Figure 7.

(A) and (B), Signaling pathway and mechanism of chemotactic responses to attractant (Att) and repellent (Rep) in bacteria and archaea. The model is based largely on studies with E. coli methylated chemotaxis proteins (MCPs). For explanations, see the text. CheW (W): signal transduction protein connecting the MCP signal generation with the CheA (A) sensor kinase to control its activity. CheA phosphorylates CheY (Y), and CheY phosphorylation determines the direction of flagellar rotation during activation by binding to the basal region of the flagellum, FliM(NFG). CheR (R) is the methylating S-adenosyl methionine:MCP methyltransferase while CheB (B) is the MCP methylesterase, both involved in adaptation (see also Figure 8) [see Baker and Stock, 2007; Kojadinovic et al., 2013 for reviews and comparative analyses]. CheB is phosphorylated, and thereby activated, by CheA in a slow step. CheB catalyzes deamidation, converting certain glutamines (Gln) to glutamates (Glu) so they can be methylated by CheR. Minus Att, weaker interactions are observed between intersubunit periplasmic domains and intersubunit cytoplasmic domains as compared with when Att is present.

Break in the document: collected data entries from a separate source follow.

impl Composer {
    pub fn new(store: Arc<dyn FlowStore>, events: EventBus) -> Self {
        Self {
            store,
            events,
            strict_versions: false,
        }
    }

    /// Require `expected_version` on every node update.
    pub fn with_strict_versions(mut self, strict: bool) -> Self {
        self.strict_versions = strict;
        self
    }

    pub fn store(&self) -> &Arc<dyn FlowStore> {
        &self.store
    }

    pub fn events(&self) -> &EventBus {
        &self.events
    }

    /// The organization's current draft, if any.
    pub async fn draft(&self, org: &OrgContext) -> Result<Option<Flow>, FlowError> {
        Ok(self.store.find_flow(&org.org_id, FlowStatus::Draft).await?)
    }

    /// The organization's live flow, if any.
    pub async fn published(&self, org: &OrgContext) -> Result<Option<Flow>, FlowError> {
        Ok(self
            .store
            .find_flow(&org.org_id, FlowStatus::Published)
            .await?)
    }

    /// Full node and edge set of a flow.
    pub async fn graph(&self, org: &OrgContext, flow_id: Uuid) -> Result<FlowGraph, FlowError> {
        let flow = load_scoped_flow(self.store.as_ref(), org, flow_id).await?;
        let nodes = self.store.list_nodes(flow.id).await?;
        let edges = self.store.list_edges(flow.id).await?;
        Ok(FlowGraph { flow, nodes, edges })
    }

    /// Return the draft `flow_id`, creating it empty if it does not exist yet.
    pub async fn open_draft(&self, org: &OrgContext, flow_id: Uuid) -> Result<Flow, FlowError> {
        if let Some(flow) = self.store.get_flow(flow_id).await? {
            if flow.org_id != org.org_id {
                return Err(FlowError::not_found("flow", flow_id));
            }
            ensure_draft(&flow)?;
            return Ok(flow);
        }

        let flow = Flow::new_draft(flow_id, &org.org_id);
        match self.store.insert_flow(&flow).await {
            Ok(()) => {}
            Err(DatabaseError::Constraint(_)) => {
                // Either a concurrent caller created this same draft, or the
                // organization already has a different one.
                return match self.store.get_flow(flow_id).await? {
                    Some(existing) if existing.org_id == org.org_id && existing.is_draft() => {
                        Ok(existing)
                    }
                    _ => Err(FlowError::invalid_flow(
                        flow_id,
                        "organization already has a draft flow",
                    )),
                };
            }
            Err(e) => return Err(e.into()),
        }
        info!(flow_id = %flow.id, org_id = %org.org_id, "Draft flow created");
        self.events.emit(FlowEvent::FlowCreated { flow: flow.clone() });
        Ok(flow)
    }

    async fn scoped_node(&self, org: &OrgContext, node_id: Uuid) -> Result<(Flow, Node), FlowError> {
        let node = self
            .store
            .get_node(node_id)
            .await?
            .ok_or_else(|| FlowError::not_found("node", node_id))?;
        let flow = load_scoped_flow(self.store.as_ref(), org, node.flow_id)
            .await
            .map_err(|_| FlowError::not_found("node", node_id))?;
        Ok((flow, node))
    }

    /// Add a node, implicitly creating the draft flow on first use.
    pub async fn create_node(
        &self,
        org: &OrgContext,
        flow_id: Uuid,
        new: NewNode,
    ) -> Result<Node, FlowError> {
        let flow = self.open_draft(org, flow_id).await?;
        let existing = self.store.list_nodes(flow.id).await?;
        let order_index =
            next_order_index(existing.iter().map(|n| &n.order_index), new.order_index);

        let node = new.into_node(flow.id, order_index);
        self.store.insert_node(&node).await?;

        let completion = validator::validate_node(&node);
        info!(
            node_id = %node.id,
            flow_id = %flow.id,
            node_type = %node.node_type,
            order_index,
            complete = completion.is_complete,
            "Node created"
        );
        self.events.emit(FlowEvent::NodeCreated {
            node: node.clone(),
            completion,
        });
        Ok(node)
    }

    /// Merge `patch` into a node and bump its version.
    pub async fn update_node(
        &self,
        org: &OrgContext,
        node_id: Uuid,
        patch: NodePatch,
    ) -> Result<Node, FlowError> {
        let (flow, mut node) = self.scoped_node(org, node_id).await?;
        ensure_draft(&flow)?;

        if self.strict_versions && patch.expected_version.is_none() {
            return Err(FlowError::invalid_flow(
                flow.id,
                "node updates must carry expected_version",
            ));
        }
        if let Some(expected) = patch.expected_version
            && expected != node.version
        {
            warn!(node_id = %node_id, expected, actual = node.version, "Stale node update rejected");
            return Err(FlowError::VersionConflict {
                node_id,
                expected,
                actual: node.version,
            });
        }

        patch.apply_to(&mut node);
        node.version += 1;
        node.updated_at = Utc::now();

        if !self.store.update_node(&node, patch.expected_version).await? {
            // Lost a race between our read and the write.
            return Err(match (patch.expected_version, self.store.get_node(node_id).await?) {
                (Some(expected), Some(current)) => {
                    warn!(node_id = %node_id, expected, actual = current.version, "Stale node update rejected");
                    FlowError::VersionConflict {
                        node_id,
                        expected,
                        actual: current.version,
                    }
                }
                _ => FlowError::not_found("node", node_id),
            });
        }

        let completion = validator::validate_node(&node);
        info!(
            node_id = %node_id,
            version = node.version,
            complete = completion.is_complete,
            "Node updated"
        );
        self.events.emit(FlowEvent::NodeUpdated {
            node: node.clone(),
            completion,
        });
        Ok(node)
    }

    /// Persist a node's canvas position. Version and completion are unaffected.
    pub async fn move_node(
        &self,
        org: &OrgContext,
        node_id: Uuid,
        position: Position,
    ) -> Result<Node, FlowError> {
        let (flow, mut node) = self.scoped_node(org, node_id).await?;
        ensure_draft(&flow)?;

        if !self.store.update_node_position(node_id, position).await? {
            return Err(FlowError::not_found("node", node_id));
        }
        node.position = position;
        self.events.emit(FlowEvent::NodeMoved {
            flow_id: flow.id,
            node_id,
            position,
        });
        Ok(node)
    }

    /// Delete a node and every edge touching it. Returns the removed edge IDs.
    ///
    /// Deleting a node that does not exist is a successful no-op.
    pub async fn delete_node(&self, org: &OrgContext, node_id: Uuid) -> Result<Vec<Uuid>, FlowError> {
        let Some(node) = self.store.get_node(node_id).await? else {
            return Ok(Vec::new());
        };
        let flow = load_scoped_flow(self.store.as_ref(), org, node.flow_id)
            .await
            .map_err(|_| FlowError::not_found("node", node_id))?;
        ensure_draft(&flow)?;

        let removed_edges = self.store.delete_node(node_id).await?;
        info!(
            node_id = %node_id,
            flow_id = %flow.id,
            removed_edges = removed_edges.len(),
            "Node deleted"
        );
        self.events.emit(FlowEvent::NodeDeleted {
            flow_id: flow.id,
            node_id,
            removed_edges: removed_edges.clone(),
        });
        Ok(removed_edges)
    }

    /// Connect two nodes of the same draft flow.
    pub async fn create_edge(
        &self,
        org: &OrgContext,
        flow_id: Uuid,
        source: Uuid,
        target: Uuid,
    ) -> Result<Edge, FlowError> {
        let flow = load_scoped_flow(self.store.as_ref(), org, flow_id).await?;
        ensure_draft(&flow)?;

        let source_node = self
            .store
            .get_node(source)
            .await?
            .ok_or_else(|| FlowError::not_found("node", source))?;
        let target_node = self
            .store
            .get_node(target)
            .await?
            .ok_or_else(|| FlowError::not_found("node", target))?;

        if source_node.flow_id != flow.id || target_node.flow_id != flow.id {
            warn!(
                flow_id = %flow.id,
                source = %source,
                target = %target,
                "Cross-flow edge rejected"
            );
            return Err(FlowError::CrossFlowReference {
                edge_flow: flow.id,
                source_flow: source_node.flow_id,
                target_flow: target_node.flow_id,
            });
        }

        let edge = Edge::new(flow.id, source, target);
        self.store.insert_edge(&edge).await?;
        info!(edge_id = %edge.id, flow_id = %flow.id, "Edge created");
        self.events.emit(FlowEvent::EdgeCreated { edge: edge.clone() });
        Ok(edge)
    }

    /// Remove an edge. Removing one that does not exist is a no-op.
    pub async fn delete_edge(&self, org: &OrgContext, edge_id: Uuid) -> Result<(), FlowError> {
        let Some(edge) = self.store.get_edge(edge_id).await? else {
            return Ok(());
        };
        let flow = load_scoped_flow(self.store.as_ref(), org, edge.flow_id)
            .await
            .map_err(|_| FlowError::not_found("edge", edge_id))?;
        ensure_draft(&flow)?;

        if self.store.delete_edge(edge_id).await? {
            info!(edge_id = %edge_id, flow_id = %flow.id, "Edge deleted");
            self.events.emit(FlowEvent::EdgeDeleted {
                flow_id: flow.id,
                edge_id,
            });
        }
        Ok(())
    }

    /// Upload a document and store its reference in `config.document_file`.
    pub async fn attach_document(
        &self,
        org: &OrgContext,
        node_id: Uuid,
        documents: &dyn DocumentStore,
        upload: DocumentUpload,
    ) -> Result<Node, FlowError> {
        let (flow, node) = self.scoped_node(org, node_id).await?;
        ensure_draft(&flow)?;

        let file = documents.put(&org.org_id, node_id, upload).await?;
        let value = serde_json::to_value(&file)
            .map_err(|e| DatabaseError::Serialization(e.to_string()))?;
        self.update_node(
            org,
            node_id,
            NodePatch::config("document_file", value).expecting(node.version),
        )
        .await
    }

    /// Seed `flow_id` with `steps` in order (`order_index` 0..N-1), creating
    /// the draft if it does not exist. The target must be an empty draft, and
    /// the flow and its nodes are written together or not at all.
    pub async fn seed_draft(
        &self,
        org: &OrgContext,
        flow_id: Uuid,
        steps: Vec<NewNode>,
    ) -> Result<Flow, FlowError> {
        let (flow, created) = match self.store.get_flow(flow_id).await? {
            Some(flow) if flow.org_id == org.org_id => {
                ensure_draft(&flow)?;
                if !self.store.list_nodes(flow.id).await?.is_empty() {
                    return Err(FlowError::invalid_flow(
                        flow.id,
                        "only an empty draft can be seeded",
                    ));
                }
                (flow, false)
            }
            Some(_) => return Err(FlowError::not_found("flow", flow_id)),
            None => (Flow::new_draft(flow_id, &org.org_id), true),
        };

        let nodes: Vec<Node> = steps
            .into_iter()
            .zip(0u32..)
            .map(|(new, index)| new.into_node(flow.id, index))
            .collect();
        self.store
            .insert_graph(&flow, &nodes, &[])
            .await
            .map_err(|e| match e {
                DatabaseError::Constraint(reason) => FlowError::invalid_flow(flow.id, reason),
                other => other.into(),
            })?;

        info!(flow_id = %flow.id, nodes = nodes.len(), created, "Draft seeded");
        if created {
            self.events.emit(FlowEvent::FlowCreated { flow: flow.clone() });
        }
        for node in nodes {
            let completion = validator::validate_node(&node);
            self.events.emit(FlowEvent::NodeCreated { node, completion });
        }
        Ok(flow)
    }

    /// Return the organization's draft, forking one from the published flow
    /// when none exists. The copy gets fresh node and edge IDs; each node
    /// remembers the step it descends from through `origin_id`.
    pub async fn fork_draft(&self, org: &OrgContext) -> Result<Flow, FlowError> {
        if let Some(draft) = self.draft(org).await? {
            return Ok(draft);
        }
        let published = self
            .published(org)
            .await?
            .ok_or_else(|| FlowError::not_found("published flow", &org.org_id))?;

        let draft = Flow::new_draft(Uuid::new_v4(), &org.org_id);
        let now = Utc::now();

        let mut id_map = HashMap::new();
        let mut nodes = Vec::new();
        for node in self.store.list_nodes(published.id).await? {
            let copy = Node {
                id: Uuid::new_v4(),
                flow_id: draft.id,
                version: 1,
                origin_id: Some(node.lineage()),
                created_at: now,
                updated_at: now,
                ..node
            };
            id_map.insert(node.id, copy.id);
            nodes.push(copy);
        }
        let edges: Vec<Edge> = self
            .store
            .list_edges(published.id)
            .await?
            .into_iter()
            .filter_map(|edge| {
                let source = *id_map.get(&edge.source)?;
                let target = *id_map.get(&edge.target)?;
                Some(Edge::new(draft.id, source, target))
            })
            .collect();

        match self.store.insert_graph(&draft, &nodes, &edges).await {
            Ok(()) => {}
            Err(DatabaseError::Constraint(_)) => {
                // Lost a race with another fork or a fresh draft.
                return self
                    .draft(org)
                    .await?
                    .ok_or_else(|| FlowError::invalid_flow(draft.id, "draft fork conflicted"));
            }
            Err(e) => return Err(e.into()),
        }

        info!(
            flow_id = %draft.id,
            from = %published.id,
            nodes = nodes.len(),
            edges = edges.len(),
            "Draft forked from published flow"
        );
        self.events.emit(FlowEvent::FlowCreated { flow: draft.clone() });
        Ok(draft)
    }
}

Subunit exchange occurs – Att but not + Att. Almost all amino acid replacements in TMS1 → CCW; i.e., weaker TM1:TM2 interactions, stronger intersubunit interactions, and poorer signaling. Intrasubunit movements (TM1 relative to TM2) may initiate signaling, i.e., Att binding → relative displacement of the two TMs in the membrane. CheZ is a CheY-P phosphatase. (C) Schematized view of the structure of an MCP. (D) Proposed “piston” mechanism to explain the responses of an MCP to attractant (Att➂) binding and glutamate methylation (methylated glutamates, ▲). See text for details.